··· RECORDS FOR THIS TASK ···

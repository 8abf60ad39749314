//! Simulator configuration.

use dv_agent::AgentConfig;

/// Run-wide settings.
///
/// Usually built with `Default` and tweaked, or read from a scenario file by
/// the application.
#[derive(Clone, Debug, PartialEq, Eq)]
#[cfg_attr(feature = "serde", derive(serde::Serialize, serde::Deserialize))]
#[cfg_attr(feature = "serde", serde(default))]
pub struct SimConfig {
    /// Abort with `SimError::NotQuiescent` if an event is still pending past
    /// this tick.  Count-to-infinity without a metric ceiling hits this.
    pub max_ticks: u64,

    /// Ticks between `send` and delivery.  Must be at least 1.
    pub link_delay_ticks: u64,

    /// Protocol options applied to every agent.
    pub agent: AgentConfig,
}

impl Default for SimConfig {
    fn default() -> Self {
        Self {
            max_ticks:        10_000,
            link_delay_ticks: 1,
            agent:            AgentConfig::default(),
        }
    }
}
//! `LinkPort` — the per-agent `Transport` handed out by the simulator.

use dv_core::{Cost, NodeId, Packet, Transport};

/// One node's window onto the network for the duration of a handler call.
///
/// Holds a shared borrow of that node's row of the cost matrix only, plus an
/// outbox.  The simulator moves the outbox into its queue once the handler
/// returns, so `send` never reaches another agent directly.
pub struct LinkPort<'a> {
    node:   NodeId,
    costs:  &'a [Cost],
    outbox: Vec<Packet>,
}

impl<'a> LinkPort<'a> {
    pub fn new(node: NodeId, costs: &'a [Cost]) -> Self {
        Self { node, costs, outbox: Vec::new() }
    }

    /// Packets sent so far, in send order.
    pub fn into_outbox(self) -> Vec<Packet> {
        self.outbox
    }
}

impl Transport for LinkPort<'_> {
    fn link_cost(&self, other: NodeId) -> Cost {
        self.costs.get(other.index()).copied().unwrap_or(Cost::INFINITY)
    }

    fn send(&mut self, packet: Packet) {
        debug_assert_eq!(packet.source(), self.node, "agent sent a packet under another id");
        self.outbox.push(packet);
    }
}
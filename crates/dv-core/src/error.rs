//! Framework error type.
//!
//! Agent-level errors are all precondition violations: a well-behaved
//! transport never produces them.  The simulator treats every one as fatal.

use thiserror::Error;

use crate::NodeId;

/// The top-level error type for `dv-core` and the agent crate.
#[derive(Debug, Error)]
pub enum DvError {
    #[error("node {node} out of range for a {node_count}-node network")]
    NodeOutOfRange { node: NodeId, node_count: usize },

    #[error("packet from {sender} addressed to {destination} delivered to {receiver}")]
    MisaddressedPacket {
        sender:      NodeId,
        destination: NodeId,
        receiver:    NodeId,
    },

    #[error("vector from {sender} has {got} entries, expected {expected}")]
    VectorLength {
        sender:   NodeId,
        expected: usize,
        got:      usize,
    },

    #[error("node {0} cannot link to itself")]
    SelfLink(NodeId),

    #[error("{node_count} nodes exceeds the supported maximum of {max}")]
    TooManyNodes { node_count: usize, max: usize },

    #[error("link {a} <-> {b} declared more than once")]
    DuplicateLink { a: NodeId, b: NodeId },
}

/// Shorthand result type for all `dv-*` crates.
pub type DvResult<T> = Result<T, DvError>;
use dv_core::{DvError, Tick};
use thiserror::Error;

#[derive(Debug, Error)]
pub enum SimError {
    #[error("simulation configuration error: {0}")]
    Config(String),

    #[error("routing agent failed: {0}")]
    Agent(#[from] DvError),

    #[error("no quiescence by tick {max_ticks} (next event at {next})")]
    NotQuiescent { max_ticks: u64, next: Tick },
}

pub type SimResult<T> = Result<T, SimError>;
//! Strongly typed node identifier.
//!
//! Node ids are dense: a network of `N` nodes uses exactly `NodeId(0)` to
//! `NodeId(N - 1)`, so an id doubles as a row/column index into the distance
//! table.  The inner integer is `pub`, but prefer `.index()` for clarity.

use std::fmt;

/// Identifier of a router in `[0, node_count)`.
#[derive(Copy, Clone, PartialEq, Eq, Hash, PartialOrd, Ord, Debug)]
#[cfg_attr(feature = "serde", derive(serde::Serialize, serde::Deserialize))]
#[cfg_attr(feature = "serde", serde(transparent))]
pub struct NodeId(pub u32);

impl NodeId {
    /// Sentinel meaning "no valid node" — equivalent to `u32::MAX`.
    pub const INVALID: NodeId = NodeId(u32::MAX);

    /// Largest supported network.  Every id stays below `INVALID`.
    pub const MAX_NODES: usize = u32::MAX as usize;

    /// Cast to `usize` for direct use as a `Vec` index.
    #[inline(always)]
    pub fn index(self) -> usize {
        self.0 as usize
    }

    /// `true` if this id addresses a node in a network of `node_count` nodes.
    #[inline]
    pub fn in_range(self, node_count: usize) -> bool {
        self.index() < node_count
    }

    /// Iterate `NodeId(0) .. NodeId(node_count)` in ascending order.
    ///
    /// Counts above [`MAX_NODES`][Self::MAX_NODES] stop at the limit;
    /// `Topology::validate` rejects such networks up front.
    pub fn all(node_count: usize) -> impl Iterator<Item = NodeId> + Clone {
        let end = u32::try_from(node_count).unwrap_or(u32::MAX);
        (0..end).map(NodeId)
    }
}

impl Default for NodeId {
    /// Returns the `INVALID` sentinel so uninitialized ids are visibly invalid.
    #[inline(always)]
    fn default() -> Self {
        Self::INVALID
    }
}

impl fmt::Display for NodeId {
    fn fmt(&self, f: &mut fmt::Formatter<'_>) -> fmt::Result {
        write!(f, "NodeId({})", self.0)
    }
}

impl From<NodeId> for usize {
    #[inline(always)]
    fn from(id: NodeId) -> usize {
        id.0 as usize
    }
}

impl TryFrom<usize> for NodeId {
    type Error = std::num::TryFromIntError;
    fn try_from(n: usize) -> Result<NodeId, Self::Error> {
        u32::try_from(n).map(NodeId)
    }
}
//! `dv-agent` — the per-node routing agent of the `rust_dv` simulator.
//!
//! # Crate layout
//!
//! | Module          | Contents                                                  |
//! |-----------------|-----------------------------------------------------------|
//! | [`table`]       | `DistanceTable` (N×N beliefs), `PredecessorVector`        |
//! | [`neighbours`]  | `NeighbourSet` (ordered, drives the tie-break)            |
//! | [`config`]      | `AgentConfig` (poisoned reverse, metric ceiling)          |
//! | [`agent`]       | `RoutingAgent` — event handlers and recomputation         |
//!
//! # Feature flags
//!
//! | Flag    | Effect                                                       |
//! |---------|--------------------------------------------------------------|
//! | `serde` | Derives `Serialize`/`Deserialize` on `AgentConfig`.          |

pub mod agent;
pub mod config;
pub mod neighbours;
pub mod table;


pub use agent::RoutingAgent;
pub use config::AgentConfig;
pub use neighbours::NeighbourSet;
pub use table::{DistanceTable, PredecessorVector};
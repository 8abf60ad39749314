//! Simulation observer trait for tracing and data collection.

use dv_agent::RoutingAgent;
use dv_core::{Cost, NodeId, Tick};

/// Callbacks invoked by [`Sim::run`][crate::Sim::run] while it drains the
/// event queue.
///
/// All methods have default no-op implementations so implementors only need
/// to override what they care about.
///
/// # Example — convergence printer
///
/// ```rust,ignore
/// struct PrintChanges;
///
/// impl SimObserver for PrintChanges {
///     fn on_vector_changed(&mut self, tick: Tick, agent: &RoutingAgent) {
///         println!("{tick}: {} -> {:?}", agent.id(), agent.distance_vector());
///     }
/// }
/// ```
pub trait SimObserver {
    /// Called before any event of `tick` is handled.
    fn on_tick_start(&mut self, _tick: Tick) {}

    /// Called when a scheduled link change is applied to the cost matrix,
    /// before either endpoint has reacted.
    fn on_link_change(&mut self, _tick: Tick, _a: NodeId, _b: NodeId, _cost: Cost) {}

    /// Called once per tick for every agent whose own vector changed, in
    /// ascending node order, after all of that tick's events were handled.
    fn on_vector_changed(&mut self, _tick: Tick, _agent: &RoutingAgent) {}

    /// Called after `tick` is done.  `delivered` counts packets handed to
    /// agents this tick.
    fn on_tick_end(&mut self, _tick: Tick, _delivered: usize) {}

    /// Called once the queue is empty.
    fn on_quiescent(&mut self, _final_tick: Tick) {}
}

/// A [`SimObserver`] that does nothing.
pub struct NoopObserver;

impl SimObserver for NoopObserver {}
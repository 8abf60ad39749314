//! Link and path cost.
//!
//! Costs are unsigned, so a negative link cost cannot be expressed at all.
//! `Cost::INFINITY` (`u32::MAX`) marks an absent link or an unreachable
//! destination.  Addition saturates at the sentinel, which makes
//! `link + INFINITY == INFINITY` hold without special cases in the
//! relaxation loop.

use std::fmt;

/// A non-negative cost, or the `INFINITY` sentinel.
#[derive(Copy, Clone, PartialEq, Eq, Hash, PartialOrd, Ord, Debug, Default)]
#[cfg_attr(feature = "serde", derive(serde::Serialize, serde::Deserialize))]
#[cfg_attr(feature = "serde", serde(transparent))]
pub struct Cost(pub u32);

impl Cost {
    pub const ZERO: Cost = Cost(0);

    /// Unreachable / no link.
    pub const INFINITY: Cost = Cost(u32::MAX);

    #[inline]
    pub fn is_finite(self) -> bool {
        self != Cost::INFINITY
    }

    #[inline]
    pub fn is_infinite(self) -> bool {
        self == Cost::INFINITY
    }

    /// `None` for the sentinel, the raw value otherwise.
    #[inline]
    pub fn finite(self) -> Option<u32> {
        self.is_finite().then_some(self.0)
    }
}

impl From<u32> for Cost {
    #[inline]
    fn from(v: u32) -> Cost {
        Cost(v)
    }
}

impl From<Option<u32>> for Cost {
    /// `None` maps to `INFINITY`; handy for scenario files where a missing
    /// cost means "link down".
    #[inline]
    fn from(v: Option<u32>) -> Cost {
        v.map_or(Cost::INFINITY, Cost)
    }
}

impl std::ops::Add for Cost {
    type Output = Cost;
    #[inline]
    fn add(self, rhs: Cost) -> Cost {
        Cost(self.0.saturating_add(rhs.0))
    }
}

impl fmt::Display for Cost {
    fn fmt(&self, f: &mut fmt::Formatter<'_>) -> fmt::Result {
        match self.finite() {
            Some(v) => write!(f, "{v}"),
            None    => f.write_str("inf"),
        }
    }
}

···

Give the number of lines in the entries that contain "receiver", and add nothing.

2